Chief Judge of Edo State
- In office 22 November 2019 – 17 May 2021
- Appointed by: Godwin Obaseki
- Preceded by: Esohe Frances Ikponmwen
- Succeeded by: Joe Acha

Personal details
- Born: 17 May 1956 (age 69) Edo, Nigeria
- Profession: Judge

= Esther Edigin =

Nigerian jurist and Former Chief Judge of Edo State

Esther Edigin is a Nigerian jurist who served as the Chief Judge of Edo State from 22 November 2019 to 17 May 2021. She was succeeded by Joe Acha as Acting Chief Judge on 19 May 2021 before his confirmation as substantive Chief Judge on 6 October 2021.

== Early life and education ==
Edigin was born on 17 May 1956, into the family of Mr. Emmanuel Egiebor Eribo of Idunogba, Orhionmwon Local Government Area. She attended St. Mathias Primary School, Okesuna, Lagos (1961–1963), followed by A.D.R.A.O. International School and Corona School, Victoria Island, Lagos, where she earned her Primary School Leaving Certificate in 1968. She attended Federal Government College, Warri (1969–1973) and proceeded to Idia College, Benin City, for her higher school certificate (1973–1975).

In 1975, she was admitted to the University of Lagos, where she studied law. Upon graduation, she was called to the Nigerian Bar on 17 July 1979, and subsequently completed her National Youth Service Corps posting at the Public Complaints Commission, Ikoyi, Lagos.

== Career ==
Edigin began her legal career in private practice, working with F.O. Akinrele & Co. (SAN) in Lagos and briefly with Buba Aliyu & Co. in Kano State (1980–1981). Leveraging her experience, she transitioned into the judiciary as a Magistrate Grade I in Kano State. By 1988, she had advanced to Chief Magistrate Grade II (on contract). In September 1989, she joined the Bendel State Judiciary as Chief Magistrate Grade II, earning promotion to Chief Magistrate Grade I in 1993.

In 1998, she served on Election Petition Tribunals for both the National Assembly and the State Legislative House in Enugu State, and in 1999, for the governorship elections in Bayelsa State. That same year, she was appointed Deputy Chief Registrar (Administration) and later Chief Registrar of the Edo State High Court.

Her judicial trajectory continued upward when she was appointed a High Court Judge in 2001, serving across multiple judicial divisions in Edo State.
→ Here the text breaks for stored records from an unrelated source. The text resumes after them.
use pretty_assertions::assert_eq;
use rehab_client::dashboard::LevelHistogram;
use rehab_core::models::patient::PatientSummary;

fn summary(code: i64, info: &str) -> PatientSummary {
    PatientSummary {
        code,
        patient_info: info.to_string(),
    }
}

#[test]
fn patients_are_counted_per_level() {
    let patients = [
        summary(1, "Мужской, Средний(3 ур.)"),
        summary(2, "Женский, Высокий(5 ур.)"),
        summary(3, "Женский, Средний(3 ур.)"),
        summary(4, "Мужской, None"),
        summary(5, "Женский, Не оценено"),
        summary(6, "Женский"),
    ];
    let histogram = LevelHistogram::from_patients(&patients);
    assert_eq!(histogram.counts(), [0, 0, 2, 0, 1]);
    assert_eq!(histogram.unassessed(), 3);
    assert_eq!(histogram.total(), 6);
    assert_eq!(histogram.count(3), 2);
    assert_eq!(histogram.count(0), 0);
    assert_eq!(histogram.count(6), 0);
}

#[test]
fn empty_list_gives_zero_counts() {
    let histogram = LevelHistogram::from_patients(&[]);
    assert_eq!(histogram.counts(), [0; 5]);
    assert_eq!(histogram.total(), 0);
}
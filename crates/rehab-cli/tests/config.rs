use pretty_assertions::assert_eq;
use rehab_cli::config::{load_config_from, resolve_backend_url, save_config_to, RehabConfig};

#[test]
fn saved_config_loads_back() {
    let dir = tempfile::tempdir().unwrap();
    let config = RehabConfig::new("http://clinic.local:8000");
    let path = save_config_to(dir.path(), &config).unwrap();

    assert_eq!(load_config_from(&path).unwrap(), config);
    assert!(!dir.path().join("config.json.tmp").exists());
}

#[cfg(unix)]
#[test]
fn saved_config_is_private() {
    use std::os::unix::fs::PermissionsExt;

    let dir = tempfile::tempdir().unwrap();
    let path = save_config_to(dir.path(), &RehabConfig::new("http://a")).unwrap();
    let mode = std::fs::metadata(path).unwrap().permissions().mode();
    assert_eq!(mode & 0o777, 0o600);
}

#[test]
fn unversioned_config_is_stamped_current() {
    let dir = tempfile::tempdir().unwrap();
    let path = dir.path().join("config.json");
    std::fs::write(
        &path,
        r#"{"backend_url": "http://old-host:8000", "created_at": "2025-03-01T09:30:00Z"}"#,
    )
    .unwrap();

    let config = load_config_from(&path).unwrap();
    assert_eq!(config.config_version, 1);
    assert_eq!(config.backend_url, "http://old-host:8000");
}

#[test]
fn newer_config_is_refused() {
    let dir = tempfile::tempdir().unwrap();
    let path = dir.path().join("config.json");
    std::fs::write(
        &path,
        r#"{"config_version": 9, "backend_url": "http://a", "created_at": "2025-03-01T09:30:00Z"}"#,
    )
    .unwrap();

    let err = load_config_from(&path).unwrap_err();
    assert!(err.to_string().contains("newer than this build supports"));
}

#[test]
fn backend_url_precedence() {
    let saved = RehabConfig::new("http://saved");
    assert_eq!(
        resolve_backend_url(Some("http://flag"), Some("http://env"), Some(&saved)),
        "http://flag"
    );
    assert_eq!(
        resolve_backend_url(None, Some("http://env"), Some(&saved)),
        "http://env"
    );
    assert_eq!(resolve_backend_url(None, Some(" "), Some(&saved)), "http://saved");
    assert_eq!(resolve_backend_url(None, None, None), "http://127.0.0.1:8000");
}
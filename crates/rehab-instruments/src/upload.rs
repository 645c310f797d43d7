//! Gap-filling rules for spreadsheet rows of new patients.
//!
//! The backend reports which model columns a row is missing. Values typed
//! in by hand are checked against the column's rule before they are
//! written into the row.

use std::collections::BTreeMap;

use rehab_core::models::upload::NewPatient;
use rehab_core::FieldValue;

use crate::calculator::{DURATION_OPTIONS, FREQUENCY_OPTIONS};
use crate::scoring::ScoreRange;

pub const PATIENT_CODE_COLUMN: &str = "Код_карты_пациента";

#[derive(Debug, Clone, Copy, PartialEq)]
pub enum ColumnKind {
    Integer,
    Float { decimal_places: u8 },
    Categorical(&'static [&'static str]),
}

#[derive(Debug, Clone, Copy, PartialEq)]
pub struct ColumnRule {
    pub column: &'static str,
    pub kind: ColumnKind,
    pub range: ScoreRange,
}

pub static COLUMN_RULES: [ColumnRule; 9] = [
    ColumnRule {
        column: "ВОЗРАСТ_НЕ_ПОМЕХА_количество_баллов_(СКРИНИНГ_«ВОЗРАСТ_НЕ_ПОМЕХА»)",
        kind: ColumnKind::Integer,
        range: ScoreRange::between(0.0, 7.0),
    },
    ColumnRule {
        column: "Физическая_активность_-_кратность_(Факторы_риска_хронических_неинфекционных_заболеваний)",
        kind: ColumnKind::Categorical(&FREQUENCY_OPTIONS),
        range: ScoreRange::UNBOUNDED,
    },
    ColumnRule {
        column: "Физическая_активность_-_продолжительность_(Факторы_риска_хронических_неинфекционных_заболеваний)",
        kind: ColumnKind::Categorical(&DURATION_OPTIONS),
        range: ScoreRange::UNBOUNDED,
    },
    ColumnRule {
        column: "ИМТ_(кг/м^2)_(Осмотр)",
        kind: ColumnKind::Float { decimal_places: 2 },
        range: ScoreRange::UNBOUNDED,
    },
    ColumnRule {
        column: "индекс_Бартел_количество_баллов_(Шкала_базовой_активности_в_повседневной_жизни_(индекс_Бартел)_-ADL)",
        kind: ColumnKind::Integer,
        range: ScoreRange::between(0.0, 100.0),
    },
    ColumnRule {
        column: "SPPB_количество_баллов_(Краткая_батарея_тестов_физического_функционирования_(SPPB))",
        kind: ColumnKind::Integer,
        range: ScoreRange::between(0.0, 12.0),
    },
    ColumnRule {
        column: "Тест_«встань_и_иди»_(сек)_(≤10_–_норма;_≥14_-_риск_падений):_(Тест_«встань_и_иди»)",
        kind: ColumnKind::Float { decimal_places: 2 },
        range: ScoreRange::UNBOUNDED,
    },
    ColumnRule {
        column: "Ходьба_на_4_м_(Время__секунды)_(Краткая_батарея_тестов_физического_функционирования_(SPPB))",
        kind: ColumnKind::Integer,
        range: ScoreRange::between(0.0, 4.0),
    },
    ColumnRule {
        column: "Уровень_(Стратификация_по_уровню_физической_активности)",
        kind: ColumnKind::Integer,
        range: ScoreRange::between(1.0, 5.0),
    },
];

pub fn rule_for(column: &str) -> Option<&'static ColumnRule> {
    COLUMN_RULES.iter().find(|r| r.column == column)
}

impl ColumnRule {
    pub fn accepts(&self, value: &str) -> bool {
        let number = match self.kind {
            ColumnKind::Categorical(options) => return options.contains(&value),
            ColumnKind::Integer => match FieldValue::text(value).parse_float() {
                Some(n) if n.fract() == 0.0 => n,
                _ => return false,
            },
            ColumnKind::Float { decimal_places } => {
                let Some(n) = FieldValue::text(value).parse_float() else {
                    return false;
                };
                let decimals = value.split('.').nth(1).map_or(0, |d| d.chars().count());
                if decimals > usize::from(decimal_places) {
                    return false;
                }
                n
            }
        };
        self.range.contains(number)
    }
}

/// Columns without a rule accept anything.
pub fn validate_column_value(column: &str, value: &str) -> bool {
    rule_for(column).is_none_or(|rule| rule.accepts(value))
}

/// Result of applying hand-typed values to a row.
#[derive(Debug, Clone, PartialEq)]
pub struct ManualFill {
    pub patient: NewPatient,
    /// Columns whose typed value failed validation.
    pub rejected: Vec<String>,
}

/// Write accepted values for the row's missing columns.
///
/// Columns left empty or rejected stay in `missing_columns`.
pub fn apply_manual_inputs(patient: &NewPatient, inputs: &BTreeMap<String, String>) -> ManualFill {
    let mut next = patient.clone();
    let mut still_missing = Vec::new();
    let mut rejected = Vec::new();

    for column in &patient.missing_columns {
        match inputs.get(column).map(|v| v.trim()).filter(|v| !v.is_empty()) {
            Some(value) if validate_column_value(column, value) => {
                next.data
                    .insert(column.clone(), serde_json::Value::String(value.to_string()));
            }
            Some(_) => {
                rejected.push(column.clone());
                still_missing.push(column.clone());
            }
            None => still_missing.push(column.clone()),
        }
    }

    next.missing_columns = still_missing;
    ManualFill {
        patient: next,
        rejected,
    }
}

/// Whether any row still has gaps.
pub fn has_missing(patients: &[NewPatient]) -> bool {
    patients.iter().any(|p| !p.is_complete())
}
=== Chief Judge of Edo State ===
Edigin was sworn in as the seventh substantive Chief Judge of Edo State on 22 November 2019, succeeding Justice Esohe Ikponmwen. The swearing-in was conducted by Governor Godwin Obaseki at the Government House in Benin City.

=== Retirement ===
Edigin retired on 17 May 2021, upon reaching the mandatory retirement age of 65 for judicial officers in Nigeria. Following her retirement, Justice Joe Itsebaga Acha assumed the role of Acting Chief Judge and later substantive Chief Judge of Edo State.

== Personal life ==
Edigin married Martin Sunday Edigin in 1977. They have children and grandchildren.